**Goal of the exercise:**
How many lines in the records below contain "crate"? Reply with the number only.

---

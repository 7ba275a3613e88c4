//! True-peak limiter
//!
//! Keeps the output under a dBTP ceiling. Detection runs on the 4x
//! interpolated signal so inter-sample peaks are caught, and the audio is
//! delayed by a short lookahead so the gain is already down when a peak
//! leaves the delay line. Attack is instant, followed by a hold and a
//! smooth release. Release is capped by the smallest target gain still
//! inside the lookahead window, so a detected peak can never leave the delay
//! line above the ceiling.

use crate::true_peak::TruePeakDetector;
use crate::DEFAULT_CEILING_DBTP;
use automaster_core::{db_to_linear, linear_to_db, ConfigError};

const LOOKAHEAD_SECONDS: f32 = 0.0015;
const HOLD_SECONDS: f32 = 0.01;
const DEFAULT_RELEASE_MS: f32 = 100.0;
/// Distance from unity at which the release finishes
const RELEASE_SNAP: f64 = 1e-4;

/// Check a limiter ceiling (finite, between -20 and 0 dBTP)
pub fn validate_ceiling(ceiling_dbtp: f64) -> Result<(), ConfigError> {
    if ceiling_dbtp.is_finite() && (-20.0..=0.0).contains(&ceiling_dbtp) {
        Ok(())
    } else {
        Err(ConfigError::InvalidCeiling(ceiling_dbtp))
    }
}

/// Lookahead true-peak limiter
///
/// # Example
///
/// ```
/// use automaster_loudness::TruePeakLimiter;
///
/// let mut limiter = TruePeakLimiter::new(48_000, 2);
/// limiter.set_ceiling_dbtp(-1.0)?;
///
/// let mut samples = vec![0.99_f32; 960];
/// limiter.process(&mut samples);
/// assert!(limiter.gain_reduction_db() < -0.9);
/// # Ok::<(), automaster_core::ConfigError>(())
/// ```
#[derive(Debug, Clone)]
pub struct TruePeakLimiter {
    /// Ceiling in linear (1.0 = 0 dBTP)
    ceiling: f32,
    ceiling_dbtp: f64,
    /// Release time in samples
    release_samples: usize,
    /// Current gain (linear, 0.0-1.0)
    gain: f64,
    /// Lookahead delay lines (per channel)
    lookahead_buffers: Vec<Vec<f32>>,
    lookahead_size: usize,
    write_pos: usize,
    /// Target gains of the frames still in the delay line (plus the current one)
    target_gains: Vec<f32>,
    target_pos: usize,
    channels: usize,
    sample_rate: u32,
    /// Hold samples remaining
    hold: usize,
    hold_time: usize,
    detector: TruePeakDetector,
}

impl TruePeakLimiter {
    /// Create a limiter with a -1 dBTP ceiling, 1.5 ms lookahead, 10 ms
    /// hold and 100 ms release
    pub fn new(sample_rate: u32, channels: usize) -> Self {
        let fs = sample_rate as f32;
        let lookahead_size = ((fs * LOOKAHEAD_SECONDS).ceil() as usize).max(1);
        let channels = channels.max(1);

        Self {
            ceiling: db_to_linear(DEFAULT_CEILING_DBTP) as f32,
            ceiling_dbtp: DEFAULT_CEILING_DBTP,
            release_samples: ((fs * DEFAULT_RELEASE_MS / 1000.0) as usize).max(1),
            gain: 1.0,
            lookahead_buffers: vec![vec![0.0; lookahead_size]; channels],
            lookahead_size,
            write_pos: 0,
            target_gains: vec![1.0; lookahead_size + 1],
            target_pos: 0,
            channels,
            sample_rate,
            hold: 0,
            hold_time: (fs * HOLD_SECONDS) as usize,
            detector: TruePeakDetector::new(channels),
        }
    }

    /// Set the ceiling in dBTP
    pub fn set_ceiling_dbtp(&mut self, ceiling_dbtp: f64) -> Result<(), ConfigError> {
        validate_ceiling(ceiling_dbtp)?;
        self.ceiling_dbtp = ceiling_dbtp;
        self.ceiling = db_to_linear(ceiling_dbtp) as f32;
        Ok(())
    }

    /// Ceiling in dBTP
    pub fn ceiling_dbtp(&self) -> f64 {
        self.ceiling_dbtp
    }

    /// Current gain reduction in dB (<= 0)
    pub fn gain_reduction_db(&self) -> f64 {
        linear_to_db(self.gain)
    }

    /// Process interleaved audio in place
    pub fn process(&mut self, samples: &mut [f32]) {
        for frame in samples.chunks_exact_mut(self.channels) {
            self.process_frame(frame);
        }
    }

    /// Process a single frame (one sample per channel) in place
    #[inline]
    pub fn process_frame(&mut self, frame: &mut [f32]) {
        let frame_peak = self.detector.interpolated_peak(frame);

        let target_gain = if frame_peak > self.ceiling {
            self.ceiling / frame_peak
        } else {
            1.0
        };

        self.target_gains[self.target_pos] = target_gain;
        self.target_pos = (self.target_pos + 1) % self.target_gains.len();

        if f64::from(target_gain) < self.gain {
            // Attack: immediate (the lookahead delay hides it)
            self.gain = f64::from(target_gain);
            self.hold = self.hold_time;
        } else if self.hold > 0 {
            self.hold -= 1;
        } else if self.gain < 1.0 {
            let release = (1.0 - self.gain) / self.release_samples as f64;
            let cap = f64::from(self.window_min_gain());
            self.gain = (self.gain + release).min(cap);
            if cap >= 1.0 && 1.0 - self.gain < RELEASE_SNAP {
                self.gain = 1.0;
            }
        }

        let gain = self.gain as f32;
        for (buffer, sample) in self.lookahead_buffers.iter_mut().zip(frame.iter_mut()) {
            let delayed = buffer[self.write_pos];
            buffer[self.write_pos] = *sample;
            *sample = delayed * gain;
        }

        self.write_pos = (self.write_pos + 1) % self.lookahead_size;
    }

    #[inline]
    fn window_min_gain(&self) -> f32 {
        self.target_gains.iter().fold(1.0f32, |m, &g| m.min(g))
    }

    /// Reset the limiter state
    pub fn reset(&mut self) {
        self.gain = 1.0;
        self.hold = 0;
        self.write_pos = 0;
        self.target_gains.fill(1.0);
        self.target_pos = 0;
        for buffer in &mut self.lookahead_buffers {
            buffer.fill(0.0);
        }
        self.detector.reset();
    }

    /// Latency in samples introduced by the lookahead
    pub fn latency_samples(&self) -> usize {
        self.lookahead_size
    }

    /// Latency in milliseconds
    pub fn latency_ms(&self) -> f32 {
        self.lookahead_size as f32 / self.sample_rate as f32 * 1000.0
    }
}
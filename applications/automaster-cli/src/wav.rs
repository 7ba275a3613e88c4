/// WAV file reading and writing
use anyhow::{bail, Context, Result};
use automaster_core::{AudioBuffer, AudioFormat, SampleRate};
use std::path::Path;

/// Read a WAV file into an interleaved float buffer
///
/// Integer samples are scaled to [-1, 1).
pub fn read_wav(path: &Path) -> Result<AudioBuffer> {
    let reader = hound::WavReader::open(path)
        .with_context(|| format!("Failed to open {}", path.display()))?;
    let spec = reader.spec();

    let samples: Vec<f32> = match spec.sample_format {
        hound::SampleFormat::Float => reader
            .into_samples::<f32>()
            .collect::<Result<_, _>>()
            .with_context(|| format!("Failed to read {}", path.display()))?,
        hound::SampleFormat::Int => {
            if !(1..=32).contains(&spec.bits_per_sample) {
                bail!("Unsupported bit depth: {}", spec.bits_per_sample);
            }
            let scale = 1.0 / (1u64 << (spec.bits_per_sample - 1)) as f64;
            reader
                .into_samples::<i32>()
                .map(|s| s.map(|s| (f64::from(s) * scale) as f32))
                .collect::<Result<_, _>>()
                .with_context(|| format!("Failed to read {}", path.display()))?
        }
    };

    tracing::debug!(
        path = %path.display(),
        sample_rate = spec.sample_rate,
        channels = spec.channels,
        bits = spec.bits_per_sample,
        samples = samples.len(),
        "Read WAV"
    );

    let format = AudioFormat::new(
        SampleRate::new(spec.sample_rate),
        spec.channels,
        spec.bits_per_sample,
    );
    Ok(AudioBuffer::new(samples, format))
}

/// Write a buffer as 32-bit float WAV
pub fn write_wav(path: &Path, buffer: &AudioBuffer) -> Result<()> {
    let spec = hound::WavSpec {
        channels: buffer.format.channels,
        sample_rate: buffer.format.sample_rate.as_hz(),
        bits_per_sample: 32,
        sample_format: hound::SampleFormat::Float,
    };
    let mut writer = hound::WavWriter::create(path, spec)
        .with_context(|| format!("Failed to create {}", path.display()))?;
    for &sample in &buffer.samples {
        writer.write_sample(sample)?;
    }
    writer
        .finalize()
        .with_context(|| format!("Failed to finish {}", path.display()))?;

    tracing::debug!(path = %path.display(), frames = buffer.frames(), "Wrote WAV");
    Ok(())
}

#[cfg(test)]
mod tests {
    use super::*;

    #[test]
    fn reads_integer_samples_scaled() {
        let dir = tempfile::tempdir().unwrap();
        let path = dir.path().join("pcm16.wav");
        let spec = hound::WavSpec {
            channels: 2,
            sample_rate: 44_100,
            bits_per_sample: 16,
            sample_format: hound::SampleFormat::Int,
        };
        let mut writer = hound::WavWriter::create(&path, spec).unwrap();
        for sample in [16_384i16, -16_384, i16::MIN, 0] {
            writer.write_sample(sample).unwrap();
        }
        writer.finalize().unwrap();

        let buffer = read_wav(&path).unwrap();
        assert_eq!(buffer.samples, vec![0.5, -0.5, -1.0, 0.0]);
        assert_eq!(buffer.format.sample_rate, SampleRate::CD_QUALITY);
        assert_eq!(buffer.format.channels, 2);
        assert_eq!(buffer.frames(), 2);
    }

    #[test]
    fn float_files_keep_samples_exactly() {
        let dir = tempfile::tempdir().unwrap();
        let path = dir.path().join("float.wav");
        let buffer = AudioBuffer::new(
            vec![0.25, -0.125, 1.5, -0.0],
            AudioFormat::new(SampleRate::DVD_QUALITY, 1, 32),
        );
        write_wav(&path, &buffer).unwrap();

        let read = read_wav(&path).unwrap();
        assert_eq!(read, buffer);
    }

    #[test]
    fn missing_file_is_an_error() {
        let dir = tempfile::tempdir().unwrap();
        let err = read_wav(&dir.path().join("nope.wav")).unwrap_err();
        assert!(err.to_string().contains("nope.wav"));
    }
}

---

**Your response:**
2